How to complete this task: One number alone answers this: the count of lines below in which the word "join" is found.
-*-*-
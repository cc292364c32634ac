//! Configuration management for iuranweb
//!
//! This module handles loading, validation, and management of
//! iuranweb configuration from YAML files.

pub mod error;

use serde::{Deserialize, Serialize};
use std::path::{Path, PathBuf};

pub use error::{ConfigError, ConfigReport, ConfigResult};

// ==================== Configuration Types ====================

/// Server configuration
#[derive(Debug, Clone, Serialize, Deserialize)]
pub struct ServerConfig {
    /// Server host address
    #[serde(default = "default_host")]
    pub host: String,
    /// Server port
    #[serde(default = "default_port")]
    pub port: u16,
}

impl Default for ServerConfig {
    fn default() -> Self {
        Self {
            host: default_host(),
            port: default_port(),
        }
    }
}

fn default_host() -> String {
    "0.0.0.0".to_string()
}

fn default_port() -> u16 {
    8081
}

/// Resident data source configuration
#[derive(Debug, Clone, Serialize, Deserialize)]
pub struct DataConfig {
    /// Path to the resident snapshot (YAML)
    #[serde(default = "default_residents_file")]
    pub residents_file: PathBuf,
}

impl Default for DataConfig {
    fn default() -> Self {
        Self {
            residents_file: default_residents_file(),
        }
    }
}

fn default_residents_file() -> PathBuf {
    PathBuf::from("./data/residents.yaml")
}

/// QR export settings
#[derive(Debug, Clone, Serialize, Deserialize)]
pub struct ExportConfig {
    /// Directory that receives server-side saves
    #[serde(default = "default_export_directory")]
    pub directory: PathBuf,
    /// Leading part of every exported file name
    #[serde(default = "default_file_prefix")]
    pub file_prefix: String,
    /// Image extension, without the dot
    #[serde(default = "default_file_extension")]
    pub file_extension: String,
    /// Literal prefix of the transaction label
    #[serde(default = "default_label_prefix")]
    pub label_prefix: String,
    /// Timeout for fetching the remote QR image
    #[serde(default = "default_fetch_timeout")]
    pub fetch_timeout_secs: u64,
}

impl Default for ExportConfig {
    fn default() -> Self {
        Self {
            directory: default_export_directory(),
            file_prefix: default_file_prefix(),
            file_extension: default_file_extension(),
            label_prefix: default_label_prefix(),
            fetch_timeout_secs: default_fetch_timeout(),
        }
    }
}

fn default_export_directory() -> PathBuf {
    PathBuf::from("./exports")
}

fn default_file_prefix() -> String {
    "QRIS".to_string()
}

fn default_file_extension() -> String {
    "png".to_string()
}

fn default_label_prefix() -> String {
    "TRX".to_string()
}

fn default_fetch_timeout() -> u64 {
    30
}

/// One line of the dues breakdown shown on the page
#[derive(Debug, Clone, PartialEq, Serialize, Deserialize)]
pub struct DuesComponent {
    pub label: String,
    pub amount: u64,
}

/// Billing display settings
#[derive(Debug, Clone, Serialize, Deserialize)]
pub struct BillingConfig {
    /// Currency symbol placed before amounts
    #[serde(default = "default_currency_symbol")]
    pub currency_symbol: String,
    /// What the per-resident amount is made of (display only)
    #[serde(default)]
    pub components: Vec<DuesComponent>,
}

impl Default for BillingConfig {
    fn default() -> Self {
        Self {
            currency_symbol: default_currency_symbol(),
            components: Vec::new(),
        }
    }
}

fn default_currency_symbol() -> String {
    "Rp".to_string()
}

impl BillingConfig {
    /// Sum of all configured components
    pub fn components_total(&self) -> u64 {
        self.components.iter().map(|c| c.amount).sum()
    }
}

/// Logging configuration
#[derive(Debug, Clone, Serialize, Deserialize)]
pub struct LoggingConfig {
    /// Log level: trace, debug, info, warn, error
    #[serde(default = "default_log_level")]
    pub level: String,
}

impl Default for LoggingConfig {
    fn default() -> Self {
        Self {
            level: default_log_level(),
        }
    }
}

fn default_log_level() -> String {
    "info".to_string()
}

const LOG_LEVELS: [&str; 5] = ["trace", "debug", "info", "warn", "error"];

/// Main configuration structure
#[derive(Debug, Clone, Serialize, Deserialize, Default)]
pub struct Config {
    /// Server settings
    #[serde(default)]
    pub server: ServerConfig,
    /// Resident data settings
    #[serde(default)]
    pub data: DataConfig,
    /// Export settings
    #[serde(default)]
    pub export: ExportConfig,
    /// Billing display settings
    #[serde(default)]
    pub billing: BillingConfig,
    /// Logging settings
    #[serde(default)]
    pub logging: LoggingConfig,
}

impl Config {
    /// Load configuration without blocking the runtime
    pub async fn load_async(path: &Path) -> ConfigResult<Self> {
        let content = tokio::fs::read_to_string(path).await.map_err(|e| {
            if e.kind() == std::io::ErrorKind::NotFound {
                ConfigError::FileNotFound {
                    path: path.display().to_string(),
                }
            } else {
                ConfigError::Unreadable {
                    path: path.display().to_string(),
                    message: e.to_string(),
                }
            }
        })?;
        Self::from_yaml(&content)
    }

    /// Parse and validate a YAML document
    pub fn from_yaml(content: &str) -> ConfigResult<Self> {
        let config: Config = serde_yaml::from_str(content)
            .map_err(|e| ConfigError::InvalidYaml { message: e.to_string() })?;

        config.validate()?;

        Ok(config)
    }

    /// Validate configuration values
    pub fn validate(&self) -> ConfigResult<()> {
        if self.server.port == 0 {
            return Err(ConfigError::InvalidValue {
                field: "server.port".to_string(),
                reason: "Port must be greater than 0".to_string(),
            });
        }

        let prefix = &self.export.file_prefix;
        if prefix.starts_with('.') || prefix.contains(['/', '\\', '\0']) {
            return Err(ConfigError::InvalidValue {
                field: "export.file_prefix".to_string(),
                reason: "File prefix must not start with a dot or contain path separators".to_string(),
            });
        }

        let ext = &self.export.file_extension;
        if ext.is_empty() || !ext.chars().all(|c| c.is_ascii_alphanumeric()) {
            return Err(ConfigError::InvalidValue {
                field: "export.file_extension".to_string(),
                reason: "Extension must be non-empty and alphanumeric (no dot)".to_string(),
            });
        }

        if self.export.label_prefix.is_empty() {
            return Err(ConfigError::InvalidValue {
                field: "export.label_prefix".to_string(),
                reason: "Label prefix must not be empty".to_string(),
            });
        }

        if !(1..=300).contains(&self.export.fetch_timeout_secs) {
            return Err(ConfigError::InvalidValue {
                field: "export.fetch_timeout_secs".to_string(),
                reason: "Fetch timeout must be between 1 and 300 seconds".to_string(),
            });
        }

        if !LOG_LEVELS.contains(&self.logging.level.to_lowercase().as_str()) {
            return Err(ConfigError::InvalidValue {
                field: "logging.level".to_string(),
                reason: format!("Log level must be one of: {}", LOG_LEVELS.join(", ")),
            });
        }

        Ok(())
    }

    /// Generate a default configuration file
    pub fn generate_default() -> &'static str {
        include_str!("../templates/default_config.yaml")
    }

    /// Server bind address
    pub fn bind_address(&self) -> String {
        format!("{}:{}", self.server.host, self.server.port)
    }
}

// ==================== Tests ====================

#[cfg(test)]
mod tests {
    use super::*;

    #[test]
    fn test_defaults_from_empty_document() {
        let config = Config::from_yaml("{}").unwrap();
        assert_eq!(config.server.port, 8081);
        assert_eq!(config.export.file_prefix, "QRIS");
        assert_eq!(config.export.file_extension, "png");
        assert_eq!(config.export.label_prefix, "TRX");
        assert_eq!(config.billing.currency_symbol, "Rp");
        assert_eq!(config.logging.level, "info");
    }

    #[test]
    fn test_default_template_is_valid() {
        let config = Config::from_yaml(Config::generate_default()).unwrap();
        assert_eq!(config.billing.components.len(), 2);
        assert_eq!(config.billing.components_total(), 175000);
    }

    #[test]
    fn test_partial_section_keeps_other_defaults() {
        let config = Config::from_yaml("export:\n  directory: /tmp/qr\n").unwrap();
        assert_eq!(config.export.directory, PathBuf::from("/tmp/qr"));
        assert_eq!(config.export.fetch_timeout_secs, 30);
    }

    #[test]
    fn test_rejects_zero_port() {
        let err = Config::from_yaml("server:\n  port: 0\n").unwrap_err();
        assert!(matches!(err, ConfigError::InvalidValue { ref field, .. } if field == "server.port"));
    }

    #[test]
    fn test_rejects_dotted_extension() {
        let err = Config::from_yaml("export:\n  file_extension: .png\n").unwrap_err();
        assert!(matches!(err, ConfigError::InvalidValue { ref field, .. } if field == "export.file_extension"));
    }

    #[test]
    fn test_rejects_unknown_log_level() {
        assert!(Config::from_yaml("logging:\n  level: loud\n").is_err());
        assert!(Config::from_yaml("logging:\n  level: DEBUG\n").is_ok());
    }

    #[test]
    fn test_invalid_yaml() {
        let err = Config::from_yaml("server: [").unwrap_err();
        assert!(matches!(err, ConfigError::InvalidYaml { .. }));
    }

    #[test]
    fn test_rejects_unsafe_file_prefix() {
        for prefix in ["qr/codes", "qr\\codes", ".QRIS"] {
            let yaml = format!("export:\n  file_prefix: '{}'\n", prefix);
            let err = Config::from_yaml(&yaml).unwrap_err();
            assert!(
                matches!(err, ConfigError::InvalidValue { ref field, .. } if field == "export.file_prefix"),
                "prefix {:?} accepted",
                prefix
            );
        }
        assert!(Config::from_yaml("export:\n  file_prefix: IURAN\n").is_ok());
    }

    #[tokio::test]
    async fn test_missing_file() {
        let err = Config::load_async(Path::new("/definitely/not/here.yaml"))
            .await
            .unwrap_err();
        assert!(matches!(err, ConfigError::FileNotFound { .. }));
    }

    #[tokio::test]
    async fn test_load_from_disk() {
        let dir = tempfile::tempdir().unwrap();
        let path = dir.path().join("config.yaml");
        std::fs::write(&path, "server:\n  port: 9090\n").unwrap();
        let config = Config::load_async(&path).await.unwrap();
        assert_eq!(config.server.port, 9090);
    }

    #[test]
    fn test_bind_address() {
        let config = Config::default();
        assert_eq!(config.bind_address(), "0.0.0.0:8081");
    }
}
-*-*-
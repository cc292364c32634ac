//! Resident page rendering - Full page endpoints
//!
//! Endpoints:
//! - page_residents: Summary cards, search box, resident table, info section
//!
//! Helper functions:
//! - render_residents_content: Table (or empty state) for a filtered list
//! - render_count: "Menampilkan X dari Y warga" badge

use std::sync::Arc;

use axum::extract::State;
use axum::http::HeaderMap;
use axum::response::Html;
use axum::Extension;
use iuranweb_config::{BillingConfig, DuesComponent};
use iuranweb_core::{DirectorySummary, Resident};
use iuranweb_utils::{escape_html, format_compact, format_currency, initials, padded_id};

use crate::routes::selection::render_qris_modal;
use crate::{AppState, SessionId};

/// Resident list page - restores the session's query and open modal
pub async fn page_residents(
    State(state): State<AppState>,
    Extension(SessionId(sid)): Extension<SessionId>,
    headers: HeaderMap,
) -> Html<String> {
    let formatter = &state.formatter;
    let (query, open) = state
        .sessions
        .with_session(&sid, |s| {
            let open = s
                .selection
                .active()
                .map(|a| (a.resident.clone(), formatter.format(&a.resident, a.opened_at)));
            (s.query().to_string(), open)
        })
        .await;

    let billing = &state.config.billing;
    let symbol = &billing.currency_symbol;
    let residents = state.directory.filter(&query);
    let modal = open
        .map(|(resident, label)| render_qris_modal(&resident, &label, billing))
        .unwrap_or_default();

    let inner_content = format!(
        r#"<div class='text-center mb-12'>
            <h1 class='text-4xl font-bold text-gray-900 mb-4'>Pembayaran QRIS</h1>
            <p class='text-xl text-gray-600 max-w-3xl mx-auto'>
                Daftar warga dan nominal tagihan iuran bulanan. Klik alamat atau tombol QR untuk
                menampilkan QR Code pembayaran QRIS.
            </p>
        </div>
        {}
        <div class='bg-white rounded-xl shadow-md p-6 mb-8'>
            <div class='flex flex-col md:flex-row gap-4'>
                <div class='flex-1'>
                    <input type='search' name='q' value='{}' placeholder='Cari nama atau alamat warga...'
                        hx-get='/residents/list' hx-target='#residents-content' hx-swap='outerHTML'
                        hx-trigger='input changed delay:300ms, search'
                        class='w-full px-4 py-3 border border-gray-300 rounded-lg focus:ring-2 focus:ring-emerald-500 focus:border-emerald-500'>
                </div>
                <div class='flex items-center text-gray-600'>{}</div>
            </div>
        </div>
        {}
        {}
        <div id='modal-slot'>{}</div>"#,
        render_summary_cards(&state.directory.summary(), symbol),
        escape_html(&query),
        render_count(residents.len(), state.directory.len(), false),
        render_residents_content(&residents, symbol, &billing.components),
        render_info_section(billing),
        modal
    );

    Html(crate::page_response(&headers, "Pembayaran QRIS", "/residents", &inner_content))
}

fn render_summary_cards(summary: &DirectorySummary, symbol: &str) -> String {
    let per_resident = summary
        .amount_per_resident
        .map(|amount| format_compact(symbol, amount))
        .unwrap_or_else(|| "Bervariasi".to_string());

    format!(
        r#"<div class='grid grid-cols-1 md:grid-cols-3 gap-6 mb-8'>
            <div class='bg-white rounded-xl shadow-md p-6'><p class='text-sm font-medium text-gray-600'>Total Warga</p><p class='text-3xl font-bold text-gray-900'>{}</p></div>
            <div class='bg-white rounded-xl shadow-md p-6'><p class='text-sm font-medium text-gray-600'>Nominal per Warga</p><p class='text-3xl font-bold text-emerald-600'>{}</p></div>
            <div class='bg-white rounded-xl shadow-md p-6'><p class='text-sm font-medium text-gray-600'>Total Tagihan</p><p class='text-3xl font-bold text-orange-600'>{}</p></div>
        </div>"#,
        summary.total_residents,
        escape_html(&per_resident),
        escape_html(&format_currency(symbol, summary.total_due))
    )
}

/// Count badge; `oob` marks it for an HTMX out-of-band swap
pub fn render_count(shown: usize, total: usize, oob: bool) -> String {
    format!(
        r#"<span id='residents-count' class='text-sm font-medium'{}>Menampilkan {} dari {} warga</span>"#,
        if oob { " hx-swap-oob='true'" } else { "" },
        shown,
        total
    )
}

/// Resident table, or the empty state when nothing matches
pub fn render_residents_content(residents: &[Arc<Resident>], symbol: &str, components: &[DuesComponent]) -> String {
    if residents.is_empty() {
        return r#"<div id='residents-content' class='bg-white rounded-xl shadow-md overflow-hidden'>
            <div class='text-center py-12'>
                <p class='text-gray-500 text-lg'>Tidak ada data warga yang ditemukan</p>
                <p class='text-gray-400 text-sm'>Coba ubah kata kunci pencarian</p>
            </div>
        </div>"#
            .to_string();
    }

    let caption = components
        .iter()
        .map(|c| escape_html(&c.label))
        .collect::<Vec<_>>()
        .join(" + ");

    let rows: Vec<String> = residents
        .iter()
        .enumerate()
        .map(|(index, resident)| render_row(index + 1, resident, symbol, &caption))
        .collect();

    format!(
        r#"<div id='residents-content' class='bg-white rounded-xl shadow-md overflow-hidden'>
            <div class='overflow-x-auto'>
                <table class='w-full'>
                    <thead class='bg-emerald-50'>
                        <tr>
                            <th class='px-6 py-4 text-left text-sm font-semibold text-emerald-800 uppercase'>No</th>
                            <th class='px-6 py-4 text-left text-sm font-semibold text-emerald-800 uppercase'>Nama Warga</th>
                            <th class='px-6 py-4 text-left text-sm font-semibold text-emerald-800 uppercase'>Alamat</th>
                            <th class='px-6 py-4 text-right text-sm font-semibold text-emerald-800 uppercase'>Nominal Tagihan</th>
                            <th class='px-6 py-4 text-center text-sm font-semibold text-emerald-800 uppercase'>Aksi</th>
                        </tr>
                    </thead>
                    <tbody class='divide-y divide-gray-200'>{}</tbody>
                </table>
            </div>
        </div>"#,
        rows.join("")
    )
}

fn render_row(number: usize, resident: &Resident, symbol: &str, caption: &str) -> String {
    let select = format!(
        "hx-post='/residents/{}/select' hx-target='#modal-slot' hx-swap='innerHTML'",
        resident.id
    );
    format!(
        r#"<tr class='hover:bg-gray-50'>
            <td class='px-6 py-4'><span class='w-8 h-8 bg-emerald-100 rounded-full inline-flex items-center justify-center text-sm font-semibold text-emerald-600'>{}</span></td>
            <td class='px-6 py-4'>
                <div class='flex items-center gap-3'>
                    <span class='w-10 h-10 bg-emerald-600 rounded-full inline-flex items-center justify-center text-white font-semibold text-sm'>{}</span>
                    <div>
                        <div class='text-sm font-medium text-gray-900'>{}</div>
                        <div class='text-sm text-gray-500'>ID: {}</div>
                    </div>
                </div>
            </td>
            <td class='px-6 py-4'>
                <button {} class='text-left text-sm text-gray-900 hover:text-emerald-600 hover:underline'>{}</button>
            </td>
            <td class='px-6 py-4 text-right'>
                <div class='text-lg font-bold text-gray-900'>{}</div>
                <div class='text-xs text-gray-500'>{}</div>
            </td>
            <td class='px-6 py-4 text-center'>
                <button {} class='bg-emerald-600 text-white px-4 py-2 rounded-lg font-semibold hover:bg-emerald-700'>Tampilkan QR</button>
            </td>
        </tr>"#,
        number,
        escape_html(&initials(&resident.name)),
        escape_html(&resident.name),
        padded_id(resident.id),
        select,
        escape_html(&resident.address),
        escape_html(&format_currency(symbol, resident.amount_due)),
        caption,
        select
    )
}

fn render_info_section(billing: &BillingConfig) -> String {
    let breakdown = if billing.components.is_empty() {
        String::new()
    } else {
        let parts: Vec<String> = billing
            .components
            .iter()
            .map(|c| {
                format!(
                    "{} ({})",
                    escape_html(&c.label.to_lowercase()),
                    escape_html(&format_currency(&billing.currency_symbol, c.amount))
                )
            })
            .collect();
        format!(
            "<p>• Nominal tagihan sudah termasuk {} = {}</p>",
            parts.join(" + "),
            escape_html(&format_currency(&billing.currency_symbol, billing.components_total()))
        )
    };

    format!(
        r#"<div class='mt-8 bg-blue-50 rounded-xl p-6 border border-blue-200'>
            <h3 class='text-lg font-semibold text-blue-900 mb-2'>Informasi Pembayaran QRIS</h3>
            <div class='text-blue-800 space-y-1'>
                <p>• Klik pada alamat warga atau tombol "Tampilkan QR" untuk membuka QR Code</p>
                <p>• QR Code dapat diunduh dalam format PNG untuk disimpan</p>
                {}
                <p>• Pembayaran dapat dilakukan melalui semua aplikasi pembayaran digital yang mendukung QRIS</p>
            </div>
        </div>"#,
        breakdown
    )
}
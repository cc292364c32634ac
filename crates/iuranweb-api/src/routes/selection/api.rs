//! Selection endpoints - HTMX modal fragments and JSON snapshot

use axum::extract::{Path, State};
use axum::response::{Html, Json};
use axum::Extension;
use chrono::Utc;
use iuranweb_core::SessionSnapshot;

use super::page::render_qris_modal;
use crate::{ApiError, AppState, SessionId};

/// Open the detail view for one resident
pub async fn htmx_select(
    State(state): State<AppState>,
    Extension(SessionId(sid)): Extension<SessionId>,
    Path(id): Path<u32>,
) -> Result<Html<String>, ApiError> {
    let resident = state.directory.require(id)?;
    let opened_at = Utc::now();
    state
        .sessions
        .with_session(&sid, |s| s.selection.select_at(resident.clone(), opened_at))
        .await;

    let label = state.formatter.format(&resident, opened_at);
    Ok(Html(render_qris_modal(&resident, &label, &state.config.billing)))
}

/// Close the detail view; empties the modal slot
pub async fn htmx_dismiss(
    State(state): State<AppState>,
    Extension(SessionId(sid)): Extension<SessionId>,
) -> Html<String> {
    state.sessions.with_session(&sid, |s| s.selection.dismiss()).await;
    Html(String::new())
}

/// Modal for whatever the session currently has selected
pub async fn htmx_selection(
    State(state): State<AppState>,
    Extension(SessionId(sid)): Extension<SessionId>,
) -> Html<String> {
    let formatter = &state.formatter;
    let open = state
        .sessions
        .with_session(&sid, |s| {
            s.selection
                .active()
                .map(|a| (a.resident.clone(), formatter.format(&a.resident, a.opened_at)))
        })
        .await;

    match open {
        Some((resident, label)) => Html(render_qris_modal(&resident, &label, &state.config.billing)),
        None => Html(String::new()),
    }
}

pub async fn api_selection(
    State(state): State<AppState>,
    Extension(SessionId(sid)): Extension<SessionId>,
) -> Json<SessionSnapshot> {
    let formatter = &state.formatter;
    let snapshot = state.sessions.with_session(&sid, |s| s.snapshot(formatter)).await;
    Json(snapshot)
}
-*-*-
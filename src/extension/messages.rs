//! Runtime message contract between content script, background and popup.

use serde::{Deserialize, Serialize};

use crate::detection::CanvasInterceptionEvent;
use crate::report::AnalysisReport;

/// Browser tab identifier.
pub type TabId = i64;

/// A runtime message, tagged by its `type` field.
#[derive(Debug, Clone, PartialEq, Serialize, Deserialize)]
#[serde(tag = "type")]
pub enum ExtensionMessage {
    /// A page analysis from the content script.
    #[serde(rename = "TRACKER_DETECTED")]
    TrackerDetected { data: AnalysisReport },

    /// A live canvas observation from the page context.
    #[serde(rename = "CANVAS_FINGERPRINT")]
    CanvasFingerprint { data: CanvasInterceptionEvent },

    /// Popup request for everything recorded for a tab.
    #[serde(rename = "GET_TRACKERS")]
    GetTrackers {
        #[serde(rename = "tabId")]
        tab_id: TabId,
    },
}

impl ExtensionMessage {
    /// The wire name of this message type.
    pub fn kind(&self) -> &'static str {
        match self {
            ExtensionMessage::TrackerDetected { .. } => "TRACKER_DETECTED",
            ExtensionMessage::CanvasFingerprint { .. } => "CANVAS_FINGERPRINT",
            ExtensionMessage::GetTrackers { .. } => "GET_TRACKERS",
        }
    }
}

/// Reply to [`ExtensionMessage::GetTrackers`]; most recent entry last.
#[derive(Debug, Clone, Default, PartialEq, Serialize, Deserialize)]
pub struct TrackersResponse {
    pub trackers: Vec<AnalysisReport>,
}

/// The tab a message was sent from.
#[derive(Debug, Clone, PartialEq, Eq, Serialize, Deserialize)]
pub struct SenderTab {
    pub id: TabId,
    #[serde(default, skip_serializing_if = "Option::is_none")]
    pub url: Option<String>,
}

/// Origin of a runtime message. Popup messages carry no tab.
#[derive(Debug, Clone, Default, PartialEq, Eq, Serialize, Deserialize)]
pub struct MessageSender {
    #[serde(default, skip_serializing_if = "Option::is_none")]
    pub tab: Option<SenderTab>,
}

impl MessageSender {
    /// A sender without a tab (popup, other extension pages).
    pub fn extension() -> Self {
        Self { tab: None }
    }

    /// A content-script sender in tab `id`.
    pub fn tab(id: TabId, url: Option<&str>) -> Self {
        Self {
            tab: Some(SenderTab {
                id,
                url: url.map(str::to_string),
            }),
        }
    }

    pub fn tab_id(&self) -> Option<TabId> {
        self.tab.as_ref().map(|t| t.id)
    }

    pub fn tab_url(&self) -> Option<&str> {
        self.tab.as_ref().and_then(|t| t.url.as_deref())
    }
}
-*-*-
Response to this exercise: 5